Today I have time to write about a new romantic relationship I'm forming with one of my exes.  We actually never totally stopped seeing each other, but the relationship was strained for a long time, and other things always seemed to take precedence over spending time together.

But today I can tell you for sure: I'm falling in love with Music again.


Chapter 1
Music and I go way back; in fact, our relationship is older than I am.  As a pre-born child, my little forming ears heard my mom playing organ, piano, and viola, and my tiny insides vibrated whenever she'd pull out all the stops and let loose on a Bach toccata.  Once born, I heard vinyl and cassette recordings of sacred music, orchestral music, and children's songs; and on Sunday mornings, Sunday nights, and Wednesday nights, I heard hymns and other spiritual songs sung at church.  The songs must have had the most influence on me, because I can remember wandering around the house as a toddler, making up my own tunes and lyrics (mostly about how wonderful Jesus was).  One might say that Music was practically a member of my family.

My relationship with Music went from casual to serious around the time I started taking regular piano lessons in mid-elementary school.  Occasionally I'd stand Music up at practice time dates, but I normally showed up and diligently spent the 30 minutes or an hour tickling the keyboard.  My piano teacher drove out to our house in the country once a week and spent a few hours giving back-to-back lessons to my siblings and me, bless her heart.  She would self-deprecatingly say she didn't know much about music theory, but somehow she managed to give me a solid foundation of Music's framework and technicalities.
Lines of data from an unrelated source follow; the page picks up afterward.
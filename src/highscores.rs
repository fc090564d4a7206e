//! High score leaderboard
//!
//! In memory only; tracks the top 10 named scores. Serializable so a
//! presentation layer can store it wherever it likes.

use serde::{Deserialize, Serialize};

use crate::consts::{MAX_HIGH_SCORES, MAX_NAME_LEN};

/// A single leaderboard record
#[derive(Debug, Clone, PartialEq, Eq, Serialize, Deserialize)]
pub struct HighScoreEntry {
    /// Trimmed player name
    pub name: String,
    pub score: u32,
    /// Formatted submission date
    pub date: String,
    /// Whether the coupon was unlocked in that round
    pub bonus_unlocked: bool,
}

/// Outcome of a leaderboard submission
#[derive(Debug, Clone, Copy, PartialEq, Eq)]
pub enum Submission {
    /// Blank name; nothing changed
    Rejected,
    /// Recorded at this 1-indexed rank
    Ranked(usize),
    /// Valid, but fell off the bottom of a full board
    Dropped,
}

/// High score leaderboard, best first
#[derive(Debug, Clone, Serialize, Deserialize)]
pub struct HighScores {
    entries: Vec<HighScoreEntry>,
    #[serde(default = "default_capacity")]
    capacity: usize,
    #[serde(default = "default_name_len")]
    max_name_len: usize,
}

fn default_capacity() -> usize {
    MAX_HIGH_SCORES
}

fn default_name_len() -> usize {
    MAX_NAME_LEN
}

impl Default for HighScores {
    fn default() -> Self {
        Self::new()
    }
}

impl HighScores {
    /// Create empty top-10 leaderboard
    pub fn new() -> Self {
        Self::with_limits(MAX_HIGH_SCORES, MAX_NAME_LEN)
    }

    pub fn with_limits(capacity: usize, max_name_len: usize) -> Self {
        Self {
            entries: Vec::new(),
            capacity,
            max_name_len,
        }
    }

    /// Trim and length-limit a player name; `None` if nothing is left
    pub fn clean_name(&self, name: &str) -> Option<String> {
        let trimmed = name.trim();
        if trimmed.is_empty() {
            return None;
        }
        let cut: String = trimmed.chars().take(self.max_name_len).collect();
        Some(cut.trim_end().to_string())
    }

    /// Get the rank a score would achieve if submitted now (1-indexed)
    pub fn potential_rank(&self, score: u32) -> Option<usize> {
        // Ties rank below existing records
        let rank = self
            .entries
            .iter()
            .position(|e| score > e.score)
            .unwrap_or(self.entries.len())
            + 1;
        (rank <= self.capacity).then_some(rank)
    }

    /// Add a record, re-sort best first (stable on ties) and keep the top N
    pub fn submit(&mut self, name: &str, score: u32, bonus_unlocked: bool, date: String) -> Submission {
        let Some(name) = self.clean_name(name) else {
            log::debug!("Rejected blank leaderboard name");
            return Submission::Rejected;
        };

        let rank = self.potential_rank(score);

        self.entries.push(HighScoreEntry {
            name,
            score,
            date,
            bonus_unlocked,
        });
        // Stable: earlier submissions stay ahead on equal scores
        self.entries.sort_by(|a, b| b.score.cmp(&a.score));
        self.entries.truncate(self.capacity);

        match rank {
            Some(rank) => {
                log::info!("Leaderboard: {} points at rank {}", score, rank);
                Submission::Ranked(rank)
            }
            None => {
                log::info!("Leaderboard: {} points did not place", score);
                Submission::Dropped
            }
        }
    }

    pub fn entries(&self) -> &[HighScoreEntry] {
        &self.entries
    }

    pub fn len(&self) -> usize {
        self.entries.len()
    }

    /// Check if the leaderboard is empty
    pub fn is_empty(&self) -> bool {
        self.entries.is_empty()
    }

    /// Get the top score (if any)
    pub fn top_score(&self) -> Option<u32> {
        self.entries.first().map(|e| e.score)
    }
}

/// Today's date for a new record, local time
pub fn today() -> String {
    chrono::Local::now().format("%Y-%m-%d").to_string()
}
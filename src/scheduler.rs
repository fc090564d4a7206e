//! Frame loop and periodic timers
//!
//! The scheduler owns no game state. It only answers "which timer firings are
//! due by `now`", stamping each with the generation that armed it. Every
//! `arm`/`cancel` bumps the generation, so firings collected before a phase
//! change can be recognised as stale and dropped by the executor.

use crate::consts::{MAX_COINS, ROUND_SECONDS};
use crate::settings::Settings;

/// Periodic timers, in firing order for equal due times
#[derive(Debug, Clone, Copy, PartialEq, Eq, PartialOrd, Ord)]
pub enum TimerKind {
    /// One-second round clock
    Countdown,
    /// Population top-up
    TopUp,
}

/// A single due timer callback
#[derive(Debug, Clone, Copy, PartialEq)]
pub struct Firing {
    pub kind: TimerKind,
    pub due_ms: f64,
    pub generation: u64,
}

/// Fixed-period timer with no catch-up across re-arms.
///
/// A single collection yields at most `max_catch_up` firings; periods missed
/// beyond that are skipped.
#[derive(Debug, Clone)]
struct Interval {
    period_ms: f64,
    max_catch_up: usize,
    next_due_ms: Option<f64>,
}

impl Interval {
    fn new(period_ms: f64, max_catch_up: usize) -> Self {
        Self {
            period_ms,
            max_catch_up,
            next_due_ms: None,
        }
    }

    fn arm(&mut self, now_ms: f64) {
        if !(self.period_ms.is_finite() && self.period_ms > 0.0) {
            log::debug!("Interval with period {}ms left disarmed", self.period_ms);
            self.next_due_ms = None;
            return;
        }
        self.next_due_ms = Some(now_ms + self.period_ms);
    }

    fn cancel(&mut self) {
        self.next_due_ms = None;
    }

    fn collect(&mut self, kind: TimerKind, now_ms: f64, generation: u64, out: &mut Vec<Firing>) {
        let mut collected = 0;
        while let Some(due_ms) = self.next_due_ms {
            if due_ms > now_ms {
                break;
            }
            if collected == self.max_catch_up {
                let missed = ((now_ms - due_ms) / self.period_ms).floor() + 1.0;
                log::debug!("{kind:?} skipped {missed} backlogged periods");
                self.next_due_ms = Some(due_ms + missed * self.period_ms);
                break;
            }
            out.push(Firing {
                kind,
                due_ms,
                generation,
            });
            collected += 1;
            self.next_due_ms = Some(due_ms + self.period_ms);
        }
    }
}

#[derive(Debug, Clone)]
pub struct Scheduler {
    generation: u64,
    frame_loop: bool,
    countdown: Interval,
    top_up: Interval,
}

impl Scheduler {
    pub fn new(countdown_ms: f64, top_up_ms: f64) -> Self {
        Self::with_limits(countdown_ms, ROUND_SECONDS as usize, top_up_ms, MAX_COINS)
    }

    /// Timers that deliver at most `countdown_ticks` / `top_ups` firings per
    /// collection. More countdown ticks than a round has, or more top-ups
    /// than the coin ceiling, cannot change anything.
    pub fn with_limits(
        countdown_ms: f64,
        countdown_ticks: usize,
        top_up_ms: f64,
        top_ups: usize,
    ) -> Self {
        Self {
            generation: 0,
            frame_loop: false,
            countdown: Interval::new(countdown_ms, countdown_ticks),
            top_up: Interval::new(top_up_ms, top_ups),
        }
    }

    pub fn from_settings(settings: &Settings) -> Self {
        Self::with_limits(
            settings.countdown_interval_ms,
            settings.round_seconds as usize,
            settings.top_up_interval_ms,
            settings.max_coins,
        )
    }

    /// Start the frame loop and both timers from `now_ms`.
    /// A non-finite clock is ignored.
    pub fn arm(&mut self, now_ms: f64) {
        if !now_ms.is_finite() {
            log::debug!("Scheduler arm ignored: clock reads {now_ms}");
            return;
        }
        self.generation += 1;
        self.frame_loop = true;
        self.countdown.arm(now_ms);
        self.top_up.arm(now_ms);
        log::trace!("Scheduler armed at {now_ms:.1}ms (generation {})", self.generation);
    }

    /// Stop everything; anything already collected becomes stale
    pub fn cancel(&mut self) {
        self.generation += 1;
        self.frame_loop = false;
        self.countdown.cancel();
        self.top_up.cancel();
        log::trace!("Scheduler cancelled (generation {})", self.generation);
    }

    pub fn is_armed(&self) -> bool {
        self.frame_loop
    }

    pub fn generation(&self) -> u64 {
        self.generation
    }

    pub fn is_current(&self, firing: &Firing) -> bool {
        firing.generation == self.generation
    }

    /// All firings due up to and including `now_ms`, oldest first
    pub fn due(&mut self, now_ms: f64) -> Vec<Firing> {
        let mut out = Vec::new();
        if !now_ms.is_finite() {
            log::debug!("Timers not polled: clock reads {now_ms}");
            return out;
        }
        self.countdown
            .collect(TimerKind::Countdown, now_ms, self.generation, &mut out);
        self.top_up
            .collect(TimerKind::TopUp, now_ms, self.generation, &mut out);
        out.sort_by(|a, b| a.due_ms.total_cmp(&b.due_ms).then(a.kind.cmp(&b.kind)));
        out
    }
}

#[cfg(test)]
mod tests {
    use super::*;

    fn kinds(firings: &[Firing]) -> Vec<TimerKind> {
        firings.iter().map(|f| f.kind).collect()
    }

    #[test]
    fn test_nothing_due_until_armed() {
        let mut scheduler = Scheduler::new(1000.0, 2400.0);
        assert!(!scheduler.is_armed());
        assert!(scheduler.due(1_000_000.0).is_empty());
    }

    #[test]
    fn test_due_in_time_order() {
        let mut scheduler = Scheduler::new(1000.0, 2400.0);
        scheduler.arm(0.0);
        assert!(scheduler.due(999.0).is_empty());

        let firings = scheduler.due(5000.0);
        assert_eq!(
            kinds(&firings),
            vec![
                TimerKind::Countdown, // 1000
                TimerKind::Countdown, // 2000
                TimerKind::TopUp,     // 2400
                TimerKind::Countdown, // 3000
                TimerKind::Countdown, // 4000
                TimerKind::TopUp,     // 4800
                TimerKind::Countdown, // 5000
            ]
        );
        assert!(firings.windows(2).all(|w| w[0].due_ms <= w[1].due_ms));
        assert!(firings.iter().all(|f| scheduler.is_current(f)));

        // Already delivered
        assert!(scheduler.due(5000.0).is_empty());
    }

    #[test]
    fn test_countdown_first_on_tie() {
        let mut scheduler = Scheduler::new(1000.0, 2000.0);
        scheduler.arm(0.0);
        let firings = scheduler.due(2000.0);
        assert_eq!(
            kinds(&firings),
            vec![TimerKind::Countdown, TimerKind::Countdown, TimerKind::TopUp]
        );
    }

    #[test]
    fn test_cancel_invalidates_collected() {
        let mut scheduler = Scheduler::new(1000.0, 2400.0);
        scheduler.arm(0.0);
        let firings = scheduler.due(3000.0);
        scheduler.cancel();
        assert!(!scheduler.is_armed());
        assert!(firings.iter().all(|f| !scheduler.is_current(f)));
        assert!(scheduler.due(100_000.0).is_empty());
    }

    #[test]
    fn test_rearm_starts_fresh() {
        let mut scheduler = Scheduler::new(1000.0, 2400.0);
        scheduler.arm(0.0);
        assert!(scheduler.due(1500.0).len() == 1);
        scheduler.cancel();

        // Resumed much later: the half-second already elapsed is lost
        scheduler.arm(60_000.0);
        assert!(scheduler.due(60_999.0).is_empty());
        let firings = scheduler.due(61_000.0);
        assert_eq!(kinds(&firings), vec![TimerKind::Countdown]);
        assert_eq!(firings[0].due_ms, 61_000.0);
    }

    #[test]
    fn test_non_finite_clock_ignored() {
        let mut scheduler = Scheduler::new(1000.0, 2400.0);
        scheduler.arm(f64::NAN);
        assert!(!scheduler.is_armed());
        assert_eq!(scheduler.generation(), 0);

        scheduler.arm(0.0);
        assert!(scheduler.due(f64::NAN).is_empty());
        assert!(scheduler.due(f64::INFINITY).is_empty());
        assert_eq!(kinds(&scheduler.due(1000.0)), vec![TimerKind::Countdown]);
    }

    #[test]
    fn test_clock_jump_is_bounded() {
        let mut scheduler = Scheduler::with_limits(1000.0, 60, 2400.0, 5);
        scheduler.arm(0.0);
        let firings = scheduler.due(1.0e12);
        let count = |kind| firings.iter().filter(|f| f.kind == kind).count();
        assert_eq!(count(TimerKind::Countdown), 60);
        assert_eq!(count(TimerKind::TopUp), 5);

        // Backlog skipped, timers resume on their period
        assert!(scheduler.due(1.0e12).is_empty());
        let next = scheduler.due(1.0e12 + 2400.0);
        assert!(!next.is_empty());
        assert!(next.iter().all(|f| f.due_ms > 1.0e12));
    }

    #[test]
    fn test_zero_period_never_fires() {
        let mut scheduler = Scheduler::new(0.0, 2400.0);
        scheduler.arm(0.0);
        assert_eq!(kinds(&scheduler.due(5000.0)), vec![TimerKind::TopUp, TimerKind::TopUp]);
    }
}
In 7th grade, I had a brief fling with the violin.  It's hard to say who suffered more--me or Music, but after nine months my tortured teacher and I convinced my mother that I was not suited to stringed instruments.  (Word to the wise: If a child is struggling with self-esteem anyway, don't let them try learning a stringed instrument of any kind.  Shudder.)

I never actually got violent in the relationship, but I was tempted.
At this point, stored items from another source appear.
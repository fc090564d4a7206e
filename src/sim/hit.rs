//! Pointer hit testing

use glam::Vec2;

use super::pool;
use super::state::{Coin, GameState};
use super::tick::award_hit;

/// Index of the front-most coin under `point`, if any
pub fn hit_test(coins: &[Coin], point: Vec2) -> Option<usize> {
    coins.iter().rposition(|coin| coin.contains(point))
}

/// Handle a click in play-field coordinates.
///
/// Removes at most one coin, scores it and backfills. Returns the caught
/// coin's ID. Ignored unless Playing.
pub fn pointer_down(state: &mut GameState, x: f32, y: f32) -> Option<u32> {
    if !state.is_playing() {
        log::debug!("Click at ({x:.1}, {y:.1}) ignored in {:?}", state.phase);
        return None;
    }

    let index = hit_test(&state.coins, Vec2::new(x, y))?;
    let coin = state.coins.remove(index);
    award_hit(state, coin.id);
    pool::backfill(state);
    Some(coin.id)
}

#[cfg(test)]
mod tests {
    use super::*;
    use crate::settings::Settings;
    use crate::sim::state::GamePhase;

    fn playing_state(coins: &[(f32, f32)]) -> GameState {
        let mut state = GameState::new(11, Settings::default());
        state.phase = GamePhase::Playing;
        for &(x, y) in coins {
            let id = state.next_coin_id();
            state
                .coins
                .push(Coin::new(id, Vec2::new(x, y), Vec2::ZERO, 20.0, 0.1));
        }
        state
    }

    #[test]
    fn test_front_most_wins() {
        let state = playing_state(&[(100.0, 100.0), (110.0, 100.0)]);
        assert_eq!(hit_test(&state.coins, Vec2::new(105.0, 100.0)), Some(1));
        assert_eq!(hit_test(&state.coins, Vec2::new(85.0, 100.0)), Some(0));
        assert_eq!(hit_test(&state.coins, Vec2::new(300.0, 300.0)), None);
    }

    #[test]
    fn test_boundary_is_a_miss() {
        let mut state = playing_state(&[(100.0, 100.0)]);
        assert_eq!(pointer_down(&mut state, 120.0, 100.0), None);
        assert_eq!(state.score, 0);
        assert_eq!(state.coins.len(), 1);
    }

    #[test]
    fn test_single_removal_on_overlap() {
        let mut state = playing_state(&[(100.0, 100.0), (100.0, 100.0), (100.0, 100.0)]);
        let ids: Vec<u32> = state.coins.iter().map(|c| c.id).collect();
        let hit = pointer_down(&mut state, 100.0, 100.0);
        assert_eq!(hit, Some(ids[2]));
        assert_eq!(state.score, 50);
        // Two overlapping coins survive, plus one backfill
        assert_eq!(state.coins.len(), 3);
        assert!(state.coin(ids[0]).is_some());
        assert!(state.coin(ids[1]).is_some());
        assert!(state.coin(ids[2]).is_none());
    }

    #[test]
    fn test_hit_at_ceiling_keeps_count() {
        let mut state = playing_state(&[
            (100.0, 100.0),
            (200.0, 100.0),
            (300.0, 100.0),
            (400.0, 100.0),
            (500.0, 100.0),
        ]);
        assert!(pointer_down(&mut state, 300.0, 100.0).is_some());
        assert_eq!(state.coins.len(), 5);
    }

    #[test]
    fn test_ignored_unless_playing() {
        let mut state = playing_state(&[(100.0, 100.0)]);
        for phase in [GamePhase::Menu, GamePhase::Paused, GamePhase::GameOver] {
            state.phase = phase;
            assert_eq!(pointer_down(&mut state, 100.0, 100.0), None);
            assert_eq!(state.coins.len(), 1);
            assert_eq!(state.score, 0);
        }
    }
}
//! Shape generation for 2D primitives

use glam::Vec2;
use std::f32::consts::PI;

use super::vertex::{Vertex, colors, mix};
use super::{CoinSprite, Frame};

/// Segments used for coin circles
pub const COIN_SEGMENTS: u32 = 32;

/// Glow ring width beyond the coin rim
const GLOW_WIDTH: f32 = 7.5;

/// Highlight offset from the coin center, before rotation
const HIGHLIGHT_OFFSET: Vec2 = Vec2::new(-5.0, -5.0);

fn on_circle(center: Vec2, radius: f32, theta: f32) -> Vec2 {
    Vec2::new(center.x + radius * theta.cos(), center.y + radius * theta.sin())
}

/// Generate vertices for a filled circle
pub fn circle(center: Vec2, radius: f32, color: [f32; 4], segments: u32) -> Vec<Vertex> {
    let mut vertices = Vec::with_capacity((segments * 3) as usize);

    for i in 0..segments {
        let theta1 = (i as f32 / segments as f32) * 2.0 * PI;
        let theta2 = ((i + 1) as f32 / segments as f32) * 2.0 * PI;

        let p1 = on_circle(center, radius, theta1);
        let p2 = on_circle(center, radius, theta2);

        // Triangle from center to edge
        vertices.push(Vertex::new(center.x, center.y, color));
        vertices.push(Vertex::new(p1.x, p1.y, color));
        vertices.push(Vertex::new(p2.x, p2.y, color));
    }

    vertices
}

/// Generate vertices for a ring whose color fades from inner to outer edge
pub fn ring(
    center: Vec2,
    inner_radius: f32,
    outer_radius: f32,
    inner_color: [f32; 4],
    outer_color: [f32; 4],
    segments: u32,
) -> Vec<Vertex> {
    let mut vertices = Vec::with_capacity((segments * 6) as usize);

    for i in 0..segments {
        let theta1 = (i as f32 / segments as f32) * 2.0 * PI;
        let theta2 = ((i + 1) as f32 / segments as f32) * 2.0 * PI;

        let inner1 = on_circle(center, inner_radius, theta1);
        let outer1 = on_circle(center, outer_radius, theta1);
        let inner2 = on_circle(center, inner_radius, theta2);
        let outer2 = on_circle(center, outer_radius, theta2);

        // Two triangles per segment
        vertices.push(Vertex::new(inner1.x, inner1.y, inner_color));
        vertices.push(Vertex::new(outer1.x, outer1.y, outer_color));
        vertices.push(Vertex::new(inner2.x, inner2.y, inner_color));

        vertices.push(Vertex::new(inner2.x, inner2.y, inner_color));
        vertices.push(Vertex::new(outer1.x, outer1.y, outer_color));
        vertices.push(Vertex::new(outer2.x, outer2.y, outer_color));
    }

    vertices
}

/// Filled circle with a radial gradient.
///
/// `stops` are `(fraction of radius, color)` pairs in increasing order; the
/// first stop is expected at 0.0 and the last at 1.0.
pub fn radial_circle(center: Vec2, radius: f32, stops: &[(f32, [f32; 4])], segments: u32) -> Vec<Vertex> {
    let Some(&first) = stops.first() else {
        return Vec::new();
    };

    let mut vertices = Vec::new();
    let mut inner = first;
    for &(t, color) in stops.iter().skip(1) {
        vertices.extend(ring(center, radius * inner.0, radius * t, inner.1, color, segments));
        inner = (t, color);
    }
    vertices
}

/// Full-field rectangle with a diagonal two-color gradient
pub fn gradient_rect(size: Vec2, from: [f32; 4], to: [f32; 4]) -> Vec<Vertex> {
    let top_left = Vertex::new(0.0, 0.0, from);
    let top_right = Vertex::new(size.x, 0.0, mix(from, to, 0.5));
    let bottom_left = Vertex::new(0.0, size.y, mix(from, to, 0.5));
    let bottom_right = Vertex::new(size.x, size.y, to);

    vec![
        top_left,
        top_right,
        bottom_left,
        bottom_left,
        top_right,
        bottom_right,
    ]
}

/// Glow, gradient body and rotating highlight for one coin
pub fn coin(sprite: &CoinSprite) -> Vec<Vertex> {
    let r = sprite.radius;
    let mut vertices = ring(
        sprite.pos,
        r,
        r + GLOW_WIDTH,
        colors::COIN_GLOW,
        colors::COIN_GLOW_EDGE,
        COIN_SEGMENTS,
    );

    vertices.extend(radial_circle(
        sprite.pos,
        r,
        &[
            (0.0, colors::COIN_CORE),
            (0.7, colors::COIN_MID),
            (1.0, colors::COIN_RIM),
        ],
        COIN_SEGMENTS,
    ));

    let highlight_center = sprite.pos + crate::rotate(HIGHLIGHT_OFFSET, sprite.rotation);
    vertices.extend(circle(
        highlight_center,
        r / 2.0,
        colors::COIN_HIGHLIGHT,
        COIN_SEGMENTS / 2,
    ));

    vertices
}

/// Triangle list for a whole frame, back to front
pub fn frame(frame: &Frame) -> Vec<Vertex> {
    let mut vertices = gradient_rect(frame.size, frame.background[0], frame.background[1]);
    for sprite in &frame.coins {
        vertices.extend(coin(sprite));
    }
    vertices
}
One day, on the long, quiet drive home from one of those nerve-fraught violin lessons, I said tentatively  "You know what kind of lessons I'd really like to take, Mom?  Voice lessons."  Her response was noncommittal, and although I put the violin down (RIP), I still continued with piano.


Chapter 2
With my first year of high school came the true ignition of my love affair with Music!  I joined a community children's treble choir, and was overcome by luscious harmonies, seductive rhythms, and breathtaking melodies.  For four years I poured myself into the choir, attending rehearsals twice a week and practicing my own notes at the piano in between.  My dates with Music were mostly group dates now, and every rehearsal was something between a sweaty workout and a steamy massage.  (It's a wonder I don't have permanent bruising where I'd beat my knee with a pencil to keep track of downbeats in tricky passages.)


Hello, Nineties.

At the start of my senior year, there was no question: Music and I were going steady.  In addition to just-for-fun harpsichord lessons, I started private voice lessons with a prestigious performer in our city.  A whole new world of trilled-'r' vocalizes and operatic arias was opened up to me.  I wasn't "blending" my voice in a choir during these lessons: I was developing a solo voice of my very own.

One thing led to another, and when I realized that I couldn't imagine my life without Music, we decided to take the relationship to the next level, and I began preparing voice auditions for college music schools.

Chapter 3
I was accepted with merit scholarships to a performance program at a conservatory of music.  My life felt right, my relationship with Music felt right, and I was excited to become a great singer--a remarkable singer.  A famous singer!  The world of opera opened the curtains and beckoned me in.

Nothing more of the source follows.